Okay – I promised we’d address confounders. This was not a cluster-randomized trial, where some school districts had their mandates removed based on the vicissitudes of a virtual coin flip, as much as many of us would have been interested to see that. The decision to remove masks was up to the various school boards – and they had a lot of pressure on them from many different directions. But all we need to worry about is whether any of those things that pressure a school board to keep masks on would ALSO lead to fewer COVID cases. That’s how confounders work, and how you can get false results in a study like this.
And yes – districts that kept the masks on longer were different than those who took them right off. But check out how they were different.
The districts that kept masks on longer had more low-income students. More Black and Latino students. More students per classroom. These are all risk factors that increase the risk of COVID infection. In other words, the confounding here goes in the opposite direction of the results. If anything, these factors should make you more certain that masking works.
The authors also adjusted for other factors – the community transmission of COVID-19, vaccination rates, school district sizes, and so on. No major change in the results.
One concern I addressed to Dr. Ellie Murray, the biostatistician on the study – could districts that removed masks simply have been testing more to compensate, leading to increased capturing of cases?
If anything, the schools that kept masks on were testing more than the schools that took them off – again that would tend to imply that the results are even stronger than what was reported.
Is this a perfect study? Of course not – it’s one study, it’s from one state. And the relatively large effects from keeping masks on for one or 2 weeks require us to really embrace the concept of exponential growth of infections, but, if COVID has taught us anything, it is that small changes in initial conditions can have pretty big effects.
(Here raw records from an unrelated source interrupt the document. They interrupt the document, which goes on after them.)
//! Thread primitives for builds without thread support.
//!
//! Locking and signalling do nothing. Everything that would have to block
//! fails with [`Error::NotImp`].

use crate::resolv::error::Error;
use core::marker::PhantomData;
use std::time::Duration;

/// Returns whether the thread primitives are functional.
pub fn threadsafety() -> bool {
    false
}

//------------ ThreadMutex ---------------------------------------------------

#[derive(Debug, Default)]
pub struct ThreadMutex(());

impl ThreadMutex {
    pub fn new() -> Self {
        Self::default()
    }

    pub fn lock(&self) {}

    pub fn unlock(&self) {}

    /// Always returns `false` as there is nobody to hold the mutex.
    pub fn is_held_by_current_thread(&self) -> bool {
        false
    }
}

//------------ ThreadCond ----------------------------------------------------

#[derive(Debug, Default)]
pub struct ThreadCond(());

impl ThreadCond {
    pub fn new() -> Self {
        Self::default()
    }

    pub fn signal(&self) {}

    pub fn broadcast(&self) {}

    pub fn wait(&self, _mutex: &ThreadMutex) -> Result<(), Error> {
        Err(Error::NotImp)
    }

    pub fn timed_wait(
        &self,
        _mutex: &ThreadMutex,
        _timeout: Duration,
    ) -> Result<(), Error> {
        Err(Error::NotImp)
    }
}

//------------ Thread --------------------------------------------------------

#[derive(Debug)]
pub struct Thread<T> {
    marker: PhantomData<T>,
}

impl<T: Send + 'static> Thread<T> {
    pub fn create<F, A>(_func: F, _arg: A) -> Result<Self, Error>
    where
        F: FnOnce(A) -> T + Send + 'static,
        A: Send + 'static,
    {
        Err(Error::NotImp)
    }

    pub fn join(self) -> Result<T, Error> {
        Err(Error::NotImp)
    }
}

//============ Testing =======================================================
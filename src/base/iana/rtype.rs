//! Resource Record (RR) TYPEs

//------------ Rtype ---------------------------------------------------------

int_enum! {
    /// Resource Record Types.
    ///
    /// Each resource records has a 16 bit type value indicating what kind of
    /// information is represented by the record. Only the types the
    /// response parser dispatches on have constants here. Any other value
    /// is carried through as is.
    ///
    /// See the [RRTYPE registry] for the full list of assigned values.
    ///
    /// [RRTYPE registry]: http://www.iana.org/assignments/dns-parameters/dns-parameters.xhtml#dns-parameters-4
    =>
    Rtype, u16, "TYPE";

    /// A host address.
    (A => 1, "A")

    /// An authoritative name server.
    (NS => 2, "NS")

    /// The canonical name for an alias.
    (CNAME => 5, "CNAME")

    /// Marks the start of a zone of authority.
    (SOA => 6, "SOA")

    /// A domain name pointer.
    (PTR => 12, "PTR")

    /// Mail exchange.
    (MX => 15, "MX")

    /// Text strings.
    (TXT => 16, "TXT")

    /// IPv6 address.
    (AAAA => 28, "AAAA")

    /// Server selection.
    (SRV => 33, "SRV")

    /// Naming authority pointer.
    (NAPTR => 35, "NAPTR")

    /// EDNS option.
    (OPT => 41, "OPT")

    /// A request for all records the server/cache has available.
    (ANY => 255, "ANY")

    /// Uniform Resource Identifier.
    (URI => 256, "URI")

    /// Certification Authority Restriction.
    (CAA => 257, "CAA")
}

//============ Tests =========================================================
//! Record data from [RFC 1035]: MX records.
//!
//! [RFC 1035]: https://tools.ietf.org/html/rfc1035

use crate::base::iana::Rtype;
use crate::base::name::NameMode;
use crate::base::record::AnswerRecord;
use crate::base::wire::Parse;
use crate::resolv::error::Error;
use core::fmt;

//------------ MxReply -------------------------------------------------------

/// The data of an MX record.
///
/// The MX record specifies a host willing to serve as a mail exchange for
/// the owner name.
#[derive(Clone, Debug, Default, Eq, PartialEq)]
pub struct MxReply {
    priority: u16,
    host: String,
}

impl MxReply {
    /// The rtype of this record data type.
    pub const RTYPE: Rtype = Rtype::MX;

    /// Creates a new value from its components.
    pub fn new(priority: u16, host: String) -> Self {
        MxReply { priority, host }
    }

    /// Parses the data of `record`.
    pub fn parse(record: &AnswerRecord) -> Result<Self, Error> {
        let mut parser = record.data_parser();
        let priority = u16::parse(&mut parser)?;
        let host = record.data_name(parser.pos(), NameMode::Any)?;
        Ok(MxReply { priority, host })
    }

    /// The preference for this record.
    ///
    /// Defines an order if there are several MX records for the same
    /// owner. Lower values are preferred.
    pub fn priority(&self) -> u16 {
        self.priority
    }

    /// The name of the host that is the exchange.
    pub fn host(&self) -> &str {
        &self.host
    }
}

//--- Display

impl fmt::Display for MxReply {
    fn fmt(&self, f: &mut fmt::Formatter) -> fmt::Result {
        write!(f, "{} {}.", self.priority, self.host)
    }
}

//============ Testing =======================================================
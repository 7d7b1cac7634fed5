//! Record data from [RFC 8659]: CAA records.
//!
//! [RFC 8659]: https://www.rfc-editor.org/info/rfc8659

use super::{copy_octets, fmt_quoted};
use crate::base::iana::Rtype;
use crate::base::record::AnswerRecord;
use crate::resolv::error::Error;
use core::fmt;
use tracing::debug;

//------------ CaaReply ------------------------------------------------------

/// The data of a CAA record.
///
/// The property tag and the value are kept as octets with their exact
/// lengths. The value in particular may contain arbitrary octets including
/// zero.
#[derive(Clone, Debug, Default, Eq, PartialEq)]
pub struct CaaReply {
    critical: u8,
    property: Vec<u8>,
    value: Vec<u8>,
}

impl CaaReply {
    /// The rtype of this record data type.
    pub const RTYPE: Rtype = Rtype::CAA;

    /// The issuer critical flag within the flags octet.
    pub const CRITICAL_FLAG: u8 = 0x80;

    /// Creates a new value from its components.
    pub fn new(critical: u8, property: Vec<u8>, value: Vec<u8>) -> Self {
        CaaReply {
            critical,
            property,
            value,
        }
    }

    /// Parses the data of `record`.
    ///
    /// The data needs to contain the flags octet, a non-empty property
    /// tag, and a non-empty value. Otherwise the record is malformed.
    pub fn parse(record: &AnswerRecord) -> Result<Self, Error> {
        let data = record.data();
        if data.len() < 2 {
            debug!("CAA record data too short: {} octets", data.len());
            return Err(Error::BadResponse);
        }
        let critical = data[0];
        let plen = usize::from(data[1]);
        if plen == 0 || plen >= data.len() - 2 {
            debug!(
                "bad CAA property length {} for {} octets of data",
                plen,
                data.len()
            );
            return Err(Error::BadResponse);
        }
        let (property, value) = data[2..].split_at(plen);
        Ok(CaaReply {
            critical,
            property: copy_octets(property)?,
            value: copy_octets(value)?,
        })
    }

    /// Returns the raw flags octet.
    pub fn critical(&self) -> u8 {
        self.critical
    }

    /// Returns whether the issuer critical flag is set.
    pub fn is_critical(&self) -> bool {
        self.critical & Self::CRITICAL_FLAG != 0
    }

    /// Returns the property tag.
    pub fn property(&self) -> &[u8] {
        &self.property
    }

    /// Returns the property value.
    pub fn value(&self) -> &[u8] {
        &self.value
    }
}

//--- Display

impl fmt::Display for CaaReply {
    fn fmt(&self, f: &mut fmt::Formatter) -> fmt::Result {
        write!(f, "{} ", self.critical)?;
        for &ch in &self.property {
            write!(f, "{}", char::from(ch))?;
        }
        f.write_str(" ")?;
        fmt_quoted(&self.value, f)
    }
}

//============ Testing =======================================================
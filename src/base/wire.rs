//! Consuming data in wire format.

use core::fmt;
use octseq::parse::{Parser, ShortInput};

//------------ Parse ---------------------------------------------------------

/// A type that can extract a value from a parser.
///
/// This is implemented for the integer types that appear in fixed-size
/// parts of DNS messages so that header fields can be read generically.
pub trait Parse<'a>: Sized {
    /// Extracts a value from the beginning of `parser`.
    ///
    /// If parsing fails, the parser’s position is undefined.
    fn parse(parser: &mut Parser<'a, [u8]>) -> Result<Self, ParseError>;
}

impl<'a> Parse<'a> for u8 {
    fn parse(parser: &mut Parser<'a, [u8]>) -> Result<Self, ParseError> {
        parser.parse_u8().map_err(Into::into)
    }
}

impl<'a> Parse<'a> for u16 {
    fn parse(parser: &mut Parser<'a, [u8]>) -> Result<Self, ParseError> {
        parser.parse_u16_be().map_err(Into::into)
    }
}

impl<'a> Parse<'a> for u32 {
    fn parse(parser: &mut Parser<'a, [u8]>) -> Result<Self, ParseError> {
        parser.parse_u32_be().map_err(Into::into)
    }
}

//============ Error Types ===================================================

//------------ ParseError ----------------------------------------------------

/// An error happened while parsing data.
#[derive(Clone, Copy, Debug, Eq, PartialEq)]
pub enum ParseError {
    /// An attempt was made to go beyond the end of the parser.
    ShortInput,

    /// A formatting error occurred.
    Form(FormError),
}

impl ParseError {
    /// Creates a new parse error as a form error with the given message.
    pub fn form_error(msg: &'static str) -> Self {
        FormError::new(msg).into()
    }
}

//--- From

impl From<ShortInput> for ParseError {
    fn from(_: ShortInput) -> Self {
        ParseError::ShortInput
    }
}

impl From<FormError> for ParseError {
    fn from(err: FormError) -> Self {
        ParseError::Form(err)
    }
}

//--- Display and Error

impl fmt::Display for ParseError {
    fn fmt(&self, f: &mut fmt::Formatter) -> fmt::Result {
        match *self {
            ParseError::ShortInput => f.write_str("unexpected end of input"),
            ParseError::Form(ref err) => err.fmt(f),
        }
    }
}

impl std::error::Error for ParseError {}

//------------ FormError -----------------------------------------------------

/// A formatting error occured.
///
/// This is a generic error for all kinds of error cases that result in data
/// not being accepted. For diagnostics, the error is being given a static
/// string describing the error.
#[derive(Clone, Copy, Debug, Eq, PartialEq)]
pub struct FormError(&'static str);

impl FormError {
    /// Creates a new form error value with the given diagnostics string.
    pub fn new(msg: &'static str) -> Self {
        FormError(msg)
    }
}

//--- Display and Error

impl fmt::Display for FormError {
    fn fmt(&self, f: &mut fmt::Formatter) -> fmt::Result {
        f.write_str(self.0)
    }
}

impl std::error::Error for FormError {}

//============ Testing =======================================================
My daughter, who goes to a public school here in Connecticut, unmasked, was home with COVID this past week. She’s fine. But you know what? She missed a week of school. I worked from home to be with her – though I didn’t test positive. And that is a real cost to both of us that I think we need to consider when we consider the value of masks. Yes, they’re annoying – but if they keep kids in school, might they be worth it? Perhaps not for now, as cases aren’t surging. But in the future, be it a particularly concerning variant, or a whole new pandemic, we should not discount the simple, cheap, and apparently beneficial act of wearing masks to decrease transmission.
Dr. Perry Wilson is an associate professor of medicine and director of the Clinical and Translational Research Accelerator at Yale University, New Haven, Conn. He disclosed no relevant conflicts of interest.
A version of this article first appeared on Medscape.com.